'''
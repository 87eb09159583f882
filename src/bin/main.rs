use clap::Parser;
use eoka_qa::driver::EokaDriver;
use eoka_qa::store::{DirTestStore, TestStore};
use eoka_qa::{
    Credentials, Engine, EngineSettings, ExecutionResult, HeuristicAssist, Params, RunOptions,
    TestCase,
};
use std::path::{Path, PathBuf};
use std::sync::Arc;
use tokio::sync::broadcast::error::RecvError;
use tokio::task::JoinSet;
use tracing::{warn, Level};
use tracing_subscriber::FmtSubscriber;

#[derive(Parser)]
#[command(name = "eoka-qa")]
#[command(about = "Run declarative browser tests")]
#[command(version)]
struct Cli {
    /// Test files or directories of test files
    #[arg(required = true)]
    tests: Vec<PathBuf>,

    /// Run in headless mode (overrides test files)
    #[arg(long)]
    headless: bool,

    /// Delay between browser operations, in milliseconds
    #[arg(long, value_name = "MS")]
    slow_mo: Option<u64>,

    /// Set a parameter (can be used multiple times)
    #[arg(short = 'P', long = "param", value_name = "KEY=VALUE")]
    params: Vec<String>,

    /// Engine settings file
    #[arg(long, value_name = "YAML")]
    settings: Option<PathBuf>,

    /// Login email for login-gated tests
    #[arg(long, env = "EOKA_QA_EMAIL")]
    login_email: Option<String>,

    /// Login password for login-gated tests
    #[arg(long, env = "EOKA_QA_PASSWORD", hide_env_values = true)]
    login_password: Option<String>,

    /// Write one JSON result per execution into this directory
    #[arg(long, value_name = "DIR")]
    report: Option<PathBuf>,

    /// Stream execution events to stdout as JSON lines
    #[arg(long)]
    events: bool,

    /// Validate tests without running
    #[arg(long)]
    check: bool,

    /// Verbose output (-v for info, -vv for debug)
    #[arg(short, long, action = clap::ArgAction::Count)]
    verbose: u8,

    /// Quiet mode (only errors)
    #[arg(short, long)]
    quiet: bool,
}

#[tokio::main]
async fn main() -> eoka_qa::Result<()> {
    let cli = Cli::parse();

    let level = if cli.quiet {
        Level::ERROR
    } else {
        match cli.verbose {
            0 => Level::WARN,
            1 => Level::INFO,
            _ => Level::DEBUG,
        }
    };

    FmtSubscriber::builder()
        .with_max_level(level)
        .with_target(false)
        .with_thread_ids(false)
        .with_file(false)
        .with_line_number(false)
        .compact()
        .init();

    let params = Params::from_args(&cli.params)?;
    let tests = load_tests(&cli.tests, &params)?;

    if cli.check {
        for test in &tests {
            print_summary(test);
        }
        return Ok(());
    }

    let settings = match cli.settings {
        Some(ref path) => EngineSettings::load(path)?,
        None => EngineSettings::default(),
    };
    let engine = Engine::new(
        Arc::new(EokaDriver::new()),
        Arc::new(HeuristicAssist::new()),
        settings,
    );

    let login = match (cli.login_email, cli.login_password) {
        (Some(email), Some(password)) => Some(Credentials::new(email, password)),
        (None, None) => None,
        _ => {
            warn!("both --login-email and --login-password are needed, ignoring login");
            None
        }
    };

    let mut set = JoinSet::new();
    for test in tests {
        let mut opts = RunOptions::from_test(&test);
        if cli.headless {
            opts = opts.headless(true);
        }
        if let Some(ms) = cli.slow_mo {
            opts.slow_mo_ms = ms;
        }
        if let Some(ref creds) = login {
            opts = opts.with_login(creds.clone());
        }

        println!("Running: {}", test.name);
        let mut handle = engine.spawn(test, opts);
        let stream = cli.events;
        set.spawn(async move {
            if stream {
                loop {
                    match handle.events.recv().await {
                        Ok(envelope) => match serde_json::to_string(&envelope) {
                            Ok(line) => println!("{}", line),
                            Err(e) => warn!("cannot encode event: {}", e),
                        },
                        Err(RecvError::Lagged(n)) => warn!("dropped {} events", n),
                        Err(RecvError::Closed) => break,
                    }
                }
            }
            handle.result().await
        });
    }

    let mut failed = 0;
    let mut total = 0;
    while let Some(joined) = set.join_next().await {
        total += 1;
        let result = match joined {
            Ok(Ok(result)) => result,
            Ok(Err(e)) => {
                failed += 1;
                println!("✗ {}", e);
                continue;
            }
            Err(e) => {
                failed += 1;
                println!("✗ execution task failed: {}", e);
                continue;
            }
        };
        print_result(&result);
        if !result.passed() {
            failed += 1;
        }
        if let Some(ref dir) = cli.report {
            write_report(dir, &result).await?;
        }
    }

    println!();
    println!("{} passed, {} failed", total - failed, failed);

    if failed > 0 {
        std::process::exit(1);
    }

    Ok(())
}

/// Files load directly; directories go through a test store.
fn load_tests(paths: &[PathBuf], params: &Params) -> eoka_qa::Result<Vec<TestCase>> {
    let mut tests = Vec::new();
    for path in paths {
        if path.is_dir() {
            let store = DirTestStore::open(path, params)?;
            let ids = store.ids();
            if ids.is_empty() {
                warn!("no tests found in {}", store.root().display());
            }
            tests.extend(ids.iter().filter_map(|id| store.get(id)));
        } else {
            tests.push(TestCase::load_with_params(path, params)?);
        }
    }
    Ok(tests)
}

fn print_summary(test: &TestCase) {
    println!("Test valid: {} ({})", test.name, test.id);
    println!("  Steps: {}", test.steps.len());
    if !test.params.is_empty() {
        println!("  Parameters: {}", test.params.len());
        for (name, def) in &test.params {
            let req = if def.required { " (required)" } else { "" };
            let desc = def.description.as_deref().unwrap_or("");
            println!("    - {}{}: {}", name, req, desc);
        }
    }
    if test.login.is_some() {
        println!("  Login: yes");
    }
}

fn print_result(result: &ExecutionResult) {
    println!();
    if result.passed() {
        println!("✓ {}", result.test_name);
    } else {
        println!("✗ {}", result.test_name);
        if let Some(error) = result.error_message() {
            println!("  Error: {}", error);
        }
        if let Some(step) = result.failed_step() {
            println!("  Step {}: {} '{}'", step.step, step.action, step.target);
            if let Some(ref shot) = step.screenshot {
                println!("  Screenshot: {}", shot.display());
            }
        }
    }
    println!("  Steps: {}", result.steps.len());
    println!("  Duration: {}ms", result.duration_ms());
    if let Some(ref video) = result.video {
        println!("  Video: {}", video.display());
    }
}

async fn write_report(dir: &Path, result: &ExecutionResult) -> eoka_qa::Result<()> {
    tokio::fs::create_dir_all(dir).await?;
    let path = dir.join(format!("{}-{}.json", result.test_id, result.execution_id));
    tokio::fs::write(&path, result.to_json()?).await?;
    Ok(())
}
'''
'''
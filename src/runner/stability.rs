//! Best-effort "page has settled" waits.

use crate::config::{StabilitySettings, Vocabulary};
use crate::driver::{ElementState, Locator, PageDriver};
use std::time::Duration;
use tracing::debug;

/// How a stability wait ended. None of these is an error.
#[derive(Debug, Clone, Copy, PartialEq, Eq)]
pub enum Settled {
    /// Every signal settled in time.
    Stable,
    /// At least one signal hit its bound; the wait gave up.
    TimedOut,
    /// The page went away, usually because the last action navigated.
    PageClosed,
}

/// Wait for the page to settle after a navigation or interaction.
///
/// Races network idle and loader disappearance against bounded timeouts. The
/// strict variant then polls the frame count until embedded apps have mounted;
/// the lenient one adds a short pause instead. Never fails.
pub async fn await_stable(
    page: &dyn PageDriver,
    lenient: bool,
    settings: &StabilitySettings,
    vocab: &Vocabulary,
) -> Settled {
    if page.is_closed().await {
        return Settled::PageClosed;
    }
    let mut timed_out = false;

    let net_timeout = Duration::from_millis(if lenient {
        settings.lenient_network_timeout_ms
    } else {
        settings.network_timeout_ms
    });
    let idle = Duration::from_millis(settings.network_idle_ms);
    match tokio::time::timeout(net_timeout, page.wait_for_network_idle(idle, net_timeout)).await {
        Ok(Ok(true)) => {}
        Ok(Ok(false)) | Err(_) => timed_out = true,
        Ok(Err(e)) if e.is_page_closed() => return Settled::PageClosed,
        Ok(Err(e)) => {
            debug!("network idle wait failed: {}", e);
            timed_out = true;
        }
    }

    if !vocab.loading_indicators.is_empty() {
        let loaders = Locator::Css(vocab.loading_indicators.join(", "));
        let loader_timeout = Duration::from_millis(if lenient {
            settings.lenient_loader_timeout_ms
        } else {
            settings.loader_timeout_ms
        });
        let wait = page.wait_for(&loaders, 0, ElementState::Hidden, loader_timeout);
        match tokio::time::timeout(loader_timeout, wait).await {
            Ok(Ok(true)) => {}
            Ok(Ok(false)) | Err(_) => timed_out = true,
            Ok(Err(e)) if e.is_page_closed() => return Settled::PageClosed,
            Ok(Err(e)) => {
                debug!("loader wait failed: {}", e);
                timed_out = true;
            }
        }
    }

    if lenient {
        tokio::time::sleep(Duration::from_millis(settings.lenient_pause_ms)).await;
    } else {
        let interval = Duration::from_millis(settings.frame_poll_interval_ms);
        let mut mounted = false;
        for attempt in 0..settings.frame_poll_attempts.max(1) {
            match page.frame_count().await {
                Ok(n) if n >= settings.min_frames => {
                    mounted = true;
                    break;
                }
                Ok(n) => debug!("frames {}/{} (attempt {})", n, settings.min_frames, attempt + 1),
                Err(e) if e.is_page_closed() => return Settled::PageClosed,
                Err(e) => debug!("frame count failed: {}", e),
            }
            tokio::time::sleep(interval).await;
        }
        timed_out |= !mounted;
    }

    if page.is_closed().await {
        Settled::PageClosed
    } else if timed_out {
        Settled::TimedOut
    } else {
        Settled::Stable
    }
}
'''
(TASK PROMPT):
Your answer should be the exact lines above from the one with "let net_timeout = Duration::from_millis(if" through the one with "let idle = Duration::from_millis(settings.network_idle_ms);", both included, and nothing besides.

(RESULT):
    let net_timeout = Duration::from_millis(if lenient {
        settings.lenient_network_timeout_ms
    } else {
        settings.network_timeout_ms
    });
    let idle = Duration::from_millis(settings.network_idle_ms);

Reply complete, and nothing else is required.